Most parts of the world have already exhausted their IPv4 allocations. The continuous growth of the global Internet requires that its overall architecture evolve to accommodate the new technologies that support the growing numbers of users, applications, appliances, and services. IPv6 is designed to meet these requirements and allow a return to a global environment where the addressing rules of the network are again transparent to the applications. IPv6 quadruples the number of network address bits from 32 bits (in IPv4) to 128 bits, which provides more than enough globally unique IP addresses for every network device on the planet. The use of globally unique IPv6 addresses simplifies the mechanisms used for reachability and end-to-end security for network devices.

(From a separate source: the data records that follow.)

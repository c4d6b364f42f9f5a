//! FileManager - the core-to-caller operation surface
//!
//! Every path argument is a plain string routed through the backend
//! classifier. Operational failures come back as `false` or empty
//! collections so the UI can always render an outcome; the only sharp
//! error is a malformed remote path, which is a programmer-error signal.

use crate::{archive, browser, fingerprint, Backend, FileSystemItem, Result, VfsNode};
use app_adb::{AdbClient, AndroidDevice};
use std::path::{Path, PathBuf};
use std::sync::Arc;

/// Facade over both filesystem backends
pub struct FileManager {
    client: Arc<AdbClient>,
}

impl FileManager {
    pub fn new(client: Arc<AdbClient>) -> Self {
        Self { client }
    }

    pub fn client(&self) -> &Arc<AdbClient> {
        &self.client
    }

    fn node(&self, path: &str) -> Result<VfsNode> {
        VfsNode::from_path(Arc::clone(&self.client), path)
    }

    /// List the entries of a local or remote directory.
    ///
    /// Missing/non-directory local paths and failed remote listings both
    /// yield an empty list.
    pub fn list_entries(&self, path: &str) -> Result<Vec<FileSystemItem>> {
        match Backend::classify(path)? {
            Backend::Local(p) => Ok(browser::list_local(&p)),
            Backend::Remote(_) => {
                let node = self.node(path)?;
                Ok(node
                    .list()
                    .iter()
                    .map(|n| FileSystemItem::new(n.name(), n.path(), n.is_dir()))
                    .collect())
            }
        }
    }

    /// Rename. Succeeds only if the source exists and the destination
    /// does not (local); remote renames issue a device-side move.
    pub fn rename(&self, old_path: &str, new_path: &str) -> Result<bool> {
        Backend::classify(new_path)?;
        Ok(self.node(old_path)?.rename_to(new_path))
    }

    /// Copy a file or directory tree, across backends if needed
    pub fn copy(&self, src_path: &str, dest_path: &str) -> Result<bool> {
        // Reject a malformed destination up front rather than folding it
        // into an operational false
        Backend::classify(dest_path)?;
        let result = self.node(src_path)?.copy_to(dest_path);
        tracing::info!("Copy {} -> {}: {}", src_path, dest_path, result);
        Ok(result)
    }

    /// Copy then delete the source; the source is left untouched when
    /// the copy fails
    pub fn move_item(&self, src_path: &str, dest_path: &str) -> Result<bool> {
        Backend::classify(dest_path)?;
        let result = self.node(src_path)?.move_to(dest_path);
        tracing::info!("Move {} -> {}: {}", src_path, dest_path, result);
        Ok(result)
    }

    /// Delete a file or directory tree
    pub fn delete(&self, path: &str) -> Result<bool> {
        let result = self.node(path)?.delete();
        tracing::info!("Delete {}: {}", path, result);
        Ok(result)
    }

    /// Compress local inputs into a new zip archive
    pub fn compress(&self, paths: &[String], archive_path: &str) -> bool {
        let inputs: Vec<PathBuf> = paths.iter().map(PathBuf::from).collect();
        archive::compress(&inputs, Path::new(archive_path))
    }

    /// List attached devices; zero devices is an empty list, not an error
    pub fn list_devices(&self) -> Vec<AndroidDevice> {
        self.client.list_devices()
    }

    /// Fingerprint a local directory for change polling
    pub fn fingerprint(&self, path: &str) -> u64 {
        fingerprint::fingerprint(path)
    }
}

#[cfg(test)]
mod tests {
    use super::*;
    use crate::FsError;
    use std::fs;

    fn manager() -> FileManager {
        FileManager::new(Arc::new(AdbClient::new(Some(PathBuf::from(
            "/nonexistent/adb",
        )))))
    }

    #[test]
    fn test_list_entries_missing_local_is_empty() {
        let fm = manager();
        assert!(fm.list_entries("/definitely/not/real").unwrap().is_empty());
    }

    #[test]
    fn test_malformed_remote_path_is_sharp() {
        let fm = manager();
        assert!(matches!(
            fm.list_entries("adb:///sdcard"),
            Err(FsError::MalformedPath(_))
        ));
        assert!(matches!(
            fm.copy("/tmp/a", "adb:///x"),
            Err(FsError::MalformedPath(_))
        ));
    }

    #[test]
    fn test_rename_malformed_destination_is_sharp() {
        let fm = manager();
        assert!(matches!(
            fm.rename("adb://ABC123/sdcard/a", "adb:///b"),
            Err(FsError::MalformedPath(_))
        ));
    }

    #[test]
    fn test_copy_scenario() {
        let dir = tempfile::tempdir().unwrap();
        let src = dir.path().join("src");
        fs::create_dir_all(src.join("sub")).unwrap();
        fs::write(src.join("x.txt"), b"abc").unwrap();
        fs::write(src.join("sub/y.txt"), b"hello").unwrap();

        let dst = dir.path().join("dst");
        let fm = manager();
        assert!(fm
            .copy(&src.to_string_lossy(), &dst.to_string_lossy())
            .unwrap());

        assert_eq!(fs::metadata(dst.join("x.txt")).unwrap().len(), 3);
        assert_eq!(fs::metadata(dst.join("sub/y.txt")).unwrap().len(), 5);
    }

    #[test]
    fn test_copy_then_delete_equals_move() {
        let dir = tempfile::tempdir().unwrap();
        let fm = manager();

        let src_a = dir.path().join("a");
        fs::create_dir_all(&src_a).unwrap();
        fs::write(src_a.join("f.txt"), b"data").unwrap();
        let via_copy = dir.path().join("via_copy");
        assert!(fm
            .copy(&src_a.to_string_lossy(), &via_copy.to_string_lossy())
            .unwrap());
        assert!(fm.delete(&src_a.to_string_lossy()).unwrap());

        let src_b = dir.path().join("b");
        fs::create_dir_all(&src_b).unwrap();
        fs::write(src_b.join("f.txt"), b"data").unwrap();
        let via_move = dir.path().join("via_move");
        assert!(fm
            .move_item(&src_b.to_string_lossy(), &via_move.to_string_lossy())
            .unwrap());

        assert!(!src_a.exists());
        assert!(!src_b.exists());
        assert_eq!(
            fs::read(via_copy.join("f.txt")).unwrap(),
            fs::read(via_move.join("f.txt")).unwrap()
        );
    }

    #[test]
    fn test_rename_contract() {
        let dir = tempfile::tempdir().unwrap();
        let fm = manager();

        let a = dir.path().join("a.txt");
        let b = dir.path().join("b.txt");
        fs::write(&a, b"x").unwrap();

        assert!(fm
            .rename(&a.to_string_lossy(), &b.to_string_lossy())
            .unwrap());
        assert!(!a.exists());
        assert!(b.exists());

        // Source gone now, so a second rename fails
        assert!(!fm
            .rename(&a.to_string_lossy(), &b.to_string_lossy())
            .unwrap());
    }

    #[test]
    fn test_compress_boundary() {
        let dir = tempfile::tempdir().unwrap();
        let fm = manager();

        let input = dir.path().join("a.txt");
        fs::write(&input, b"abc").unwrap();
        let archive = dir.path().join("out.zip");

        assert!(fm.compress(
            &[input.to_string_lossy().to_string()],
            &archive.to_string_lossy()
        ));
        // Second attempt refuses the existing archive
        assert!(!fm.compress(
            &[input.to_string_lossy().to_string()],
            &archive.to_string_lossy()
        ));
    }

    #[test]
    fn test_no_devices_is_empty() {
        let fm = manager();
        assert!(fm.list_devices().is_empty());
    }

    #[test]
    fn test_fingerprint_poll_cycle() {
        let dir = tempfile::tempdir().unwrap();
        let fm = manager();
        let path = dir.path().to_string_lossy().to_string();

        let before = fm.fingerprint(&path);
        assert_eq!(before, fm.fingerprint(&path));

        fs::write(dir.path().join("new.txt"), b"x").unwrap();
        assert_ne!(before, fm.fingerprint(&path));
    }
}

IPv6 provides the following benefits:
- Larger address space for global reachability and scalability
- Simplified header for routing efficiency and performance
- Deeper hierarchy and policies for network architecture flexibility
- Efficient support for routing and route aggregation
- Serverless autoconfiguration, easier renumbering, multihoming, and improved plug and play support
- Security with mandatory IP Security (IPSec) support for all IPv6 devices
- Improved support for Mobile IP and mobile computing devices (direct-path)
- Enhanced multicast support with increased addresses and efficient mechanisms
It is expected that IPv4 and IPv6 hosts will need to coexist for a substantial time during the steady migration from IPv4 to IPv6, and the development of transition strategies, tools, and mechanisms has been part of the basic IPv6 design from the start. Customers have to consider IPv6 as an important feature in their next generation network design and deployment.